//! Scroll lifecycle state machine
//!
//! Implements the Elm Architecture pattern with pure state transitions:
//! `transition` maps (state, event) to a new state plus effects, and the
//! runtime executor performs the effects.

mod effect;
pub mod event;
pub mod state;
pub(crate) mod transition;


pub use effect::Effect;
pub use event::{Command, Event};
pub use state::{ScrollContext, ScrollPhase};
pub use transition::{transition, Rejection, TransitionResult};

#### Task to carry out
Go through the listing above and return each line where the word "state" occurs.

#### Task result
//! Scroll lifecycle state machine
//! Implements the Elm Architecture pattern with pure state transitions:
//! `transition` maps (state, event) to a new state plus effects, and the
pub mod state;
pub use state::{ScrollContext, ScrollPhase};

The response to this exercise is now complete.